Continuous support for remote work

Employees that are working from home face a lot of limitations when it comes to enjoying the resources physically available in the workplace. For employers, there are many opportunities to address these needs by bridging the gap between the perks offered to employees working remotely.

Employers can continue supporting workers by making reasonable provisions that could facilitate efficiency at home. This can include equipment they would otherwise have access to onsite, such as ergonomic furniture, computers, and a stable internet access. It could also extend to tweaking in-office benefits such as fitness equipment or development programs by making them remotely accessible through other means.

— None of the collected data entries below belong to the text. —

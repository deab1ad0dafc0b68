//! Fix history ledger
//!
//! The ledger is loaded once, mutated in place and flushed as a full
//! snapshot after every mutation. The snapshot goes to a temporary file in
//! the same directory, is synced, and is then renamed over the previous
//! one, so a crash leaves either the old or the new snapshot on disk.

use std::fmt;
use std::io::{ErrorKind, Write};
use std::path::{Path, PathBuf};
use std::sync::Arc;

use autofix_analyzer::ErrorSignature;
use autofix_pipeline::StepGuard;
use chrono::{DateTime, Utc};
use tempfile::NamedTempFile;
use tracing::{debug, info, warn};

use crate::clock::{Clock, SystemClock};
use crate::error::{LedgerError, LedgerResult};
use crate::record::{
    Attempt, HistoryEntry, LedgerRecord, Outcome, SessionState, SignatureHistory, StepConclusion,
    StepStatus, SCHEMA_VERSION,
};

/// A published remedy not yet confirmed or refuted by a later run
#[derive(Debug, Clone, PartialEq, Eq)]
pub struct PendingRemedy {
    pub signature: ErrorSignature,
    pub remedy_id: String,
    pub published_at: DateTime<Utc>,
}

/// Durable record of attempted remedies and verified steps
pub struct FixHistoryLedger {
    path: Option<PathBuf>,
    record: LedgerRecord,
    clock: Arc<dyn Clock>,
}

impl fmt::Debug for FixHistoryLedger {
    fn fmt(&self, f: &mut fmt::Formatter<'_>) -> fmt::Result {
        f.debug_struct("FixHistoryLedger")
            .field("path", &self.path)
            .field("signatures", &self.record.signatures.len())
            .field("protected_steps", &self.record.protected_steps.len())
            .finish_non_exhaustive()
    }
}

impl FixHistoryLedger {
    /// Load the ledger at `path`, or start an empty one if it does not exist
    ///
    /// # Errors
    /// Returns error if the file cannot be read, is not ledger JSON, or was
    /// written by a newer schema version
    pub fn open(path: impl Into<PathBuf>) -> LedgerResult<Self> {
        Self::open_with_clock(path, Arc::new(SystemClock))
    }

    /// [`open`](Self::open) with an explicit clock
    ///
    /// # Errors
    /// See [`open`](Self::open)
    pub fn open_with_clock(path: impl Into<PathBuf>, clock: Arc<dyn Clock>) -> LedgerResult<Self> {
        let path = path.into();
        let record = match std::fs::read_to_string(&path) {
            Ok(text) if text.trim().is_empty() => LedgerRecord::default(),
            Ok(text) => {
                let record: LedgerRecord = serde_json::from_str(&text)?;
                if record.version > SCHEMA_VERSION {
                    return Err(LedgerError::UnsupportedVersion {
                        found: record.version,
                        supported: SCHEMA_VERSION,
                    });
                }
                record
            }
            Err(e) if e.kind() == ErrorKind::NotFound => {
                debug!("no ledger at {}, starting empty", path.display());
                LedgerRecord::default()
            }
            Err(e) => return Err(LedgerError::io(path, e)),
        };
        info!(
            "loaded ledger {}: {} signatures, {} protected steps",
            path.display(),
            record.signatures.len(),
            record.protected_steps.len()
        );
        Ok(Self {
            path: Some(path),
            record,
            clock,
        })
    }

    /// Ledger that is never written to disk
    #[must_use]
    pub fn in_memory(clock: Arc<dyn Clock>) -> Self {
        Self {
            path: None,
            record: LedgerRecord::default(),
            clock,
        }
    }

    /// Backing file, if any
    #[inline]
    #[must_use]
    pub fn path(&self) -> Option<&Path> {
        self.path.as_deref()
    }

    /// Current snapshot
    #[inline]
    #[must_use]
    pub fn record(&self) -> &LedgerRecord {
        &self.record
    }

    /// Audit trail, oldest first
    #[inline]
    #[must_use]
    pub fn history(&self) -> &[HistoryEntry] {
        &self.record.history
    }

    /// Attempts made against `signature`
    #[must_use]
    pub fn signature(&self, signature: &ErrorSignature) -> Option<&SignatureHistory> {
        self.record.signatures.get(signature)
    }

    /// Record the outcome of one attempt
    ///
    /// # Errors
    /// Returns error if the snapshot cannot be flushed
    pub fn record_attempt(
        &mut self,
        signature: &ErrorSignature,
        remedy_id: &str,
        outcome: Outcome,
    ) -> LedgerResult<()> {
        self.push_attempt(signature, remedy_id, outcome, self.clock.now());
        self.flush()
    }

    fn push_attempt(
        &mut self,
        signature: &ErrorSignature,
        remedy_id: &str,
        outcome: Outcome,
        timestamp: DateTime<Utc>,
    ) {
        info!("ledger: `{}` -> {} for `{}`", remedy_id, outcome, signature);
        let entry = self.record.signatures.entry(signature.clone()).or_default();
        if outcome == Outcome::Resolved {
            entry.successful_remedy = Some(remedy_id.to_string());
        }
        entry.attempted.push(Attempt {
            remedy_id: remedy_id.to_string(),
            timestamp,
            outcome: outcome.clone(),
        });
        self.record.history.push(HistoryEntry {
            error: signature.clone(),
            remedy: remedy_id.to_string(),
            outcome,
            timestamp,
        });
    }

    /// Whether `remedy_id` ever failed for `signature`
    #[must_use]
    pub fn has_failed_before(&self, signature: &ErrorSignature, remedy_id: &str) -> bool {
        self.signature(signature)
            .is_some_and(|h| h.has_failed(remedy_id))
    }

    /// Whether `remedy_id` was published for `signature` and awaits a run
    #[must_use]
    pub fn is_pending(&self, signature: &ErrorSignature, remedy_id: &str) -> bool {
        self.signature(signature)
            .and_then(|h| h.last_attempt(remedy_id))
            .is_some_and(|a| a.outcome.is_pending())
    }

    /// Whether `remedy_id` may be attempted for `signature`
    #[must_use]
    pub fn is_eligible(&self, signature: &ErrorSignature, remedy_id: &str) -> bool {
        !self.has_failed_before(signature, remedy_id) && !self.is_pending(signature, remedy_id)
    }

    /// Published remedies awaiting reconciliation, oldest first
    #[must_use]
    pub fn pending(&self) -> Vec<PendingRemedy> {
        let mut out: Vec<_> = self
            .record
            .signatures
            .iter()
            .flat_map(|(signature, history)| {
                let mut latest: Vec<&Attempt> = Vec::new();
                for attempt in history.attempted.iter().rev() {
                    if !latest.iter().any(|a| a.remedy_id == attempt.remedy_id) {
                        latest.push(attempt);
                    }
                }
                latest
                    .into_iter()
                    .filter(|a| a.outcome.is_pending())
                    .map(|a| PendingRemedy {
                        signature: signature.clone(),
                        remedy_id: a.remedy_id.clone(),
                        published_at: a.timestamp,
                    })
                    .collect::<Vec<_>>()
            })
            .collect();
        out.sort_by_key(|p| p.published_at);
        out
    }

    /// Settle pending remedies against a run created at `run_created_at`
    ///
    /// A pending remedy published before the run is `Resolved` if its
    /// signature is absent from `observed`, `Ineffective` otherwise. Remedies
    /// published after the run stay pending.
    ///
    /// # Errors
    /// Returns error if the snapshot cannot be flushed
    pub fn reconcile(
        &mut self,
        observed: &[ErrorSignature],
        run_created_at: DateTime<Utc>,
    ) -> LedgerResult<usize> {
        let settled: Vec<_> = self
            .pending()
            .into_iter()
            .filter(|p| p.published_at <= run_created_at)
            .collect();
        if settled.is_empty() {
            return Ok(0);
        }
        let now = self.clock.now();
        for pending in &settled {
            let outcome = if observed.contains(&pending.signature) {
                Outcome::Ineffective
            } else {
                Outcome::Resolved
            };
            self.push_attempt(&pending.signature, &pending.remedy_id, outcome, now);
        }
        self.flush()?;
        Ok(settled.len())
    }

    /// Whether `identity` was verified in a real run
    #[inline]
    #[must_use]
    pub fn is_protected(&self, identity: &str) -> bool {
        self.record.protected_steps.contains_key(identity)
    }

    /// Protected step identities with their verification time
    pub fn protected_steps(&self) -> impl Iterator<Item = (&str, DateTime<Utc>)> {
        self.record
            .protected_steps
            .iter()
            .map(|(k, v)| (k.as_str(), *v))
    }

    /// Mark `identity` as verified; returns whether it was newly protected
    ///
    /// # Errors
    /// Returns error if the snapshot cannot be flushed
    pub fn mark_verified(&mut self, identity: &str) -> LedgerResult<bool> {
        if self.is_protected(identity) {
            return Ok(false);
        }
        let now = self.clock.now();
        self.record
            .protected_steps
            .insert(identity.to_string(), now);
        self.record.step_status.insert(
            identity.to_string(),
            StepStatus {
                conclusion: StepConclusion::Success,
                observed_at: now,
            },
        );
        info!("step `{}` verified and protected", identity);
        self.flush()?;
        Ok(true)
    }

    /// Last observed conclusion of `identity`
    #[must_use]
    pub fn step_status(&self, identity: &str) -> Option<&StepStatus> {
        self.record.step_status.get(identity)
    }

    /// Record the conclusion of a step
    ///
    /// # Errors
    /// Returns error if the snapshot cannot be flushed
    pub fn set_step_status(
        &mut self,
        identity: &str,
        conclusion: StepConclusion,
    ) -> LedgerResult<()> {
        if self
            .step_status(identity)
            .is_some_and(|s| s.conclusion == conclusion)
        {
            return Ok(());
        }
        if conclusion == StepConclusion::Failure && self.is_protected(identity) {
            warn!("protected step `{}` failed in a later run", identity);
        }
        self.record.step_status.insert(
            identity.to_string(),
            StepStatus {
                conclusion,
                observed_at: self.clock.now(),
            },
        );
        self.flush()
    }

    /// Signatures seen in the latest pass without an eligible remedy tried
    #[inline]
    #[must_use]
    pub fn untried(&self) -> &[ErrorSignature] {
        &self.record.untried_errors
    }

    /// Replace the untried list
    ///
    /// # Errors
    /// Returns error if the snapshot cannot be flushed
    pub fn set_untried(&mut self, signatures: Vec<ErrorSignature>) -> LedgerResult<()> {
        if self.record.untried_errors == signatures {
            return Ok(());
        }
        self.record.untried_errors = signatures;
        self.flush()
    }

    /// Time of the most recent successful publish
    #[must_use]
    pub fn last_published_at(&self) -> Option<DateTime<Utc>> {
        self.record
            .history
            .iter()
            .rev()
            .find(|h| h.outcome == Outcome::Published)
            .map(|h| h.timestamp)
    }

    /// Session in flight, if any
    #[inline]
    #[must_use]
    pub fn session(&self) -> Option<&SessionState> {
        self.record.session.as_ref()
    }

    /// Replace or clear the session state
    ///
    /// # Errors
    /// Returns error if the snapshot cannot be flushed
    pub fn set_session(&mut self, session: Option<SessionState>) -> LedgerResult<()> {
        if self.record.session == session {
            return Ok(());
        }
        self.record.session = session;
        self.flush()
    }

    /// Write the full snapshot atomically
    ///
    /// # Errors
    /// Returns error if serialization or any file operation fails
    pub fn flush(&self) -> LedgerResult<()> {
        let Some(path) = self.path.as_deref() else {
            return Ok(());
        };
        let dir = match path.parent() {
            Some(p) if !p.as_os_str().is_empty() => p,
            _ => Path::new("."),
        };
        std::fs::create_dir_all(dir).map_err(|e| LedgerError::io(dir, e))?;

        let json = serde_json::to_vec_pretty(&self.record)?;
        let mut tmp = NamedTempFile::new_in(dir).map_err(|e| LedgerError::io(dir, e))?;
        tmp.write_all(&json).map_err(|e| LedgerError::io(tmp.path(), e))?;
        tmp.as_file()
            .sync_all()
            .map_err(|e| LedgerError::io(tmp.path(), e))?;
        tmp.persist(path)
            .map_err(|e| LedgerError::io(path, e.error))?;
        debug!("flushed ledger to {} ({} bytes)", path.display(), json.len());
        Ok(())
    }
}

impl StepGuard for FixHistoryLedger {
    fn is_protected(&self, identity: &str) -> bool {
        FixHistoryLedger::is_protected(self, identity)
    }
}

Young woman sitting in the street with her laptop on her lap.
Photo by Andrea Piacquadio from Pexels

Maximise meet-up opportunities

One of the losses that employees fear most when they work from home is the opportunity for social networking and career advancement. Especially for young employees, it’s important to feel that they can make the choice to operate remotely without losing something integral in return.

HR can actively address these concerns by offering meaningful work policies that eliminate “presence prejudice” during interactions. This means optimising meetings and gatherings, opening channels for two-way communication, and creating meet-up opportunities (such as virtual game nights or book clubs) that foster connectivity among company employees regardless of their location.

Young men sitting in a coffee shop to work.
Photo by Austin Distel on Unsplash

Relax company restrictions

Getting back into the office is a difficult adjustment for anyone who’s spent the past year in their pyjamas, eating or sleeping any time they wish. One of the ways that workplaces can be more comfortable and inviting is by relaxing certain company restrictions, such as dress codes or lunch break, so long as they don’t impact productivity. It’s important that you allow employees to continue their energising routines by providing time for power naps, walks or snacks. This makes it easier for them to focus on their health and wellbeing even when devoting time to work onsite.

A video call with 4 people on screen and one person sitting on the laptop.
Photo by Surface on Unsplash

Improve onsite facilities

While offices are opening up, it’s important not to forget that COVID-19 is still present. Especially for essential employees whose jobs offer them no choice but to work remotely, business administrators need to double down on safety by improving onsite facilities.

Safety policies that can be implemented include vaccination requirements, sanitation stations, PPE and routine testing, social distancing measures, contact tracing, and healthcare plans. In addition to preventing outbreaks, effective safety measures also influence mental health positively among workers.

Foster diversity and inclusion

Eliminating geographical barriers offers employers more flexibility to accommodate the various limitations that employees may face. In turn, hybrid work settings can better support diversity and inclusion.

Creating inclusive policies goes beyond racial, gender, and religious differences and considers other possible limitations like health and disabilities, family commitments, and other biases that might influence employees’ presence at work. Employers can address such gaps that might be exacerbated by hybrid work setups by implementing flexible work schedules and providing options that might suit their needs at home. Remote work also allows companies to adjust their hiring practices based on skills and experiences instead of location.

Enforcing a hybrid work setting is largely uncharted territory. Companies need to do a lot of testing and tweaking to see which policies will accommodate employees best. But listening to your employees and understanding their needs is the best way to foster a company culture that meets hybrid work head on.